TASK
Scan the data for "pending" and copy each matching line.

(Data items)
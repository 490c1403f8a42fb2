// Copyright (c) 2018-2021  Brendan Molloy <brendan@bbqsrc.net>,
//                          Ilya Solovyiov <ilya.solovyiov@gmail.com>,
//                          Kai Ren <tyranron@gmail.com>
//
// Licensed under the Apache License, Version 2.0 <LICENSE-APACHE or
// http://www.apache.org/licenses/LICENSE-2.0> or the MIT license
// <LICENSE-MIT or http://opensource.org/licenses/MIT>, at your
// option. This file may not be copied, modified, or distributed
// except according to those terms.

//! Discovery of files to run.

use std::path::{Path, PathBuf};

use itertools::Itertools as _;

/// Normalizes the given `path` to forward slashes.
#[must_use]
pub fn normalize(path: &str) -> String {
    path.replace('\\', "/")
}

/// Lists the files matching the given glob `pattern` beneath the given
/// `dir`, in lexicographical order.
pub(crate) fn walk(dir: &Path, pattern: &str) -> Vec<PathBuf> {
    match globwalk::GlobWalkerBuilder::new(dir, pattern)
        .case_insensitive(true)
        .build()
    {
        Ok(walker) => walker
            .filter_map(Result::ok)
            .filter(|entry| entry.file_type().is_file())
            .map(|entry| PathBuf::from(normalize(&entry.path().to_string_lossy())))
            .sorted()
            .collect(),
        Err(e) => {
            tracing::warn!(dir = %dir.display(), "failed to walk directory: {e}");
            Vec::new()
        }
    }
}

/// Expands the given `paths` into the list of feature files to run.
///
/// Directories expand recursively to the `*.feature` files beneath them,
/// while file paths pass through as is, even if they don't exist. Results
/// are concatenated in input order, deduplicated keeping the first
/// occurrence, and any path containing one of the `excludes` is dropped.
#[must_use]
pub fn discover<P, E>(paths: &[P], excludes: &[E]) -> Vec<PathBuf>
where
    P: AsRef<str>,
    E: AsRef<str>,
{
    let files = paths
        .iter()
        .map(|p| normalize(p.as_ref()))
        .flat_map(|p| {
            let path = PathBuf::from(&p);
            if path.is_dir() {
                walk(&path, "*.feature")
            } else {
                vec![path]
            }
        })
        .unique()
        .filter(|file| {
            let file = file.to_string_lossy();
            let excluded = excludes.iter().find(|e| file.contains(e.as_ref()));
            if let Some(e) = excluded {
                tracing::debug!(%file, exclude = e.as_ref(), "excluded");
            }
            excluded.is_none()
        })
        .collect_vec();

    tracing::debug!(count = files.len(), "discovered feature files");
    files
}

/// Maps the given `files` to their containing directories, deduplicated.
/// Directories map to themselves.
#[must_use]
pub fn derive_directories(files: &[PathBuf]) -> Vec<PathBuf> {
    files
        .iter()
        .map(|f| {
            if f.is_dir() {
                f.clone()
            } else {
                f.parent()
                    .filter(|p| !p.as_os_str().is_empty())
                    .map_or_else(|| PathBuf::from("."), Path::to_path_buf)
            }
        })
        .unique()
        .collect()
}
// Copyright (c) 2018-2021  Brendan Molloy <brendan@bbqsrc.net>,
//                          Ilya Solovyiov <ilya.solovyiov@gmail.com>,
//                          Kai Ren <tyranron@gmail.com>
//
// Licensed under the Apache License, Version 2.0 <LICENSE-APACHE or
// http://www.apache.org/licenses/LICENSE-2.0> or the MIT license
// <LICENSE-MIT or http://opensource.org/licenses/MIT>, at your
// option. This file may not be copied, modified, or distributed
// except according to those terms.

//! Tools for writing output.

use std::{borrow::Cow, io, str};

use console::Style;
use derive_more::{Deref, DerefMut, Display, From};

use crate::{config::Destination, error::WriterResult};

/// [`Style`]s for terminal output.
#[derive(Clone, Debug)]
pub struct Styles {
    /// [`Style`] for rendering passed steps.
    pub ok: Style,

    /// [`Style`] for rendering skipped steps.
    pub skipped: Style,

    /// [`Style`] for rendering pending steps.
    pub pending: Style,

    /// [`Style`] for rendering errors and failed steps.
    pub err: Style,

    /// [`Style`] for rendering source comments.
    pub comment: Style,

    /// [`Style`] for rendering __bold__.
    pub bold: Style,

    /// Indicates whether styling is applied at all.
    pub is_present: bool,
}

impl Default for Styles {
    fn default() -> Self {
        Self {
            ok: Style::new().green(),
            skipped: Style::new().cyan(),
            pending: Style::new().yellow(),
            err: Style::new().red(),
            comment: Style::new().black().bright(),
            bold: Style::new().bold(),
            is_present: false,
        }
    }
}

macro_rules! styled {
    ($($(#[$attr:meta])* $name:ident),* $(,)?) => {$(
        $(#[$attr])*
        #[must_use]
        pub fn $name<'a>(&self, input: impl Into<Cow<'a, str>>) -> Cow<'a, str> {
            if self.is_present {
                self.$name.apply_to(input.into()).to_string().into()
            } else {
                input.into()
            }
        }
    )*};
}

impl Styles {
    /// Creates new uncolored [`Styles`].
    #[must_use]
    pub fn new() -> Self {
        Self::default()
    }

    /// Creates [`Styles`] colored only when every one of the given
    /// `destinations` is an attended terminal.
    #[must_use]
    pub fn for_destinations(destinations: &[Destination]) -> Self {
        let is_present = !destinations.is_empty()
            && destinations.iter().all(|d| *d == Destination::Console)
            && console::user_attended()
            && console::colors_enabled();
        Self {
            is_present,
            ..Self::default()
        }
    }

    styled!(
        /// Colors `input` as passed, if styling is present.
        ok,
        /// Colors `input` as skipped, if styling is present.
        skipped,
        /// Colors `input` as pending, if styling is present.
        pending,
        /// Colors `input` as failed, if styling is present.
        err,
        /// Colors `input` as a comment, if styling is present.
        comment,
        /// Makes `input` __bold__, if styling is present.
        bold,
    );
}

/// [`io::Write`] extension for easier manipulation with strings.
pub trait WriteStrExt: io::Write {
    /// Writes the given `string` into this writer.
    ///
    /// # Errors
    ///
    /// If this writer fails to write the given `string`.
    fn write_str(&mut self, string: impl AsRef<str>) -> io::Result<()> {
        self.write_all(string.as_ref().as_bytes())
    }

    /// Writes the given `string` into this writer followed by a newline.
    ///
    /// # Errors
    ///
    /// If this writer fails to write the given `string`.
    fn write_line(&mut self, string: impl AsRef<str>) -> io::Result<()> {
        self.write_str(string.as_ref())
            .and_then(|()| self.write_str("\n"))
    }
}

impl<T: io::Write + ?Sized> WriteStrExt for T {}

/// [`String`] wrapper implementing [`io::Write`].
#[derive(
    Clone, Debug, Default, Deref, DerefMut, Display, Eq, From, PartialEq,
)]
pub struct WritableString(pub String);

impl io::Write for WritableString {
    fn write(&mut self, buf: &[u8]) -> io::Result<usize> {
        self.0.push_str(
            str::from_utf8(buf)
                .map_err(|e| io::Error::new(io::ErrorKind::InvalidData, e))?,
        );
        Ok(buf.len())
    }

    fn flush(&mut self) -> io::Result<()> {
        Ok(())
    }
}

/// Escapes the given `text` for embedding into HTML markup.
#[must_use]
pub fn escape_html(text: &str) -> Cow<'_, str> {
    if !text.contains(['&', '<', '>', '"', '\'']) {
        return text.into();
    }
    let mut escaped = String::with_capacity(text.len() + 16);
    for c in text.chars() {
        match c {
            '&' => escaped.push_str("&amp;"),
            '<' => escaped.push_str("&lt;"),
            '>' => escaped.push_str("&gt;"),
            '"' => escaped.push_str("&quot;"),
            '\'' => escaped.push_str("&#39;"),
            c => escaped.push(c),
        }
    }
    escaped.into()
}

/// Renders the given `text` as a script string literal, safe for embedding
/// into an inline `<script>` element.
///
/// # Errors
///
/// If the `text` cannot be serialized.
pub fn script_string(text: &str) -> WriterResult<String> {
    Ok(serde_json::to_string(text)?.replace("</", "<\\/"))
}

ANSWER TO THIS EXERCISE
    /// [`Style`] for rendering pending steps.
    pub pending: Style,
            pending: Style::new().yellow(),
        /// Colors `input` as pending, if styling is present.
        pending,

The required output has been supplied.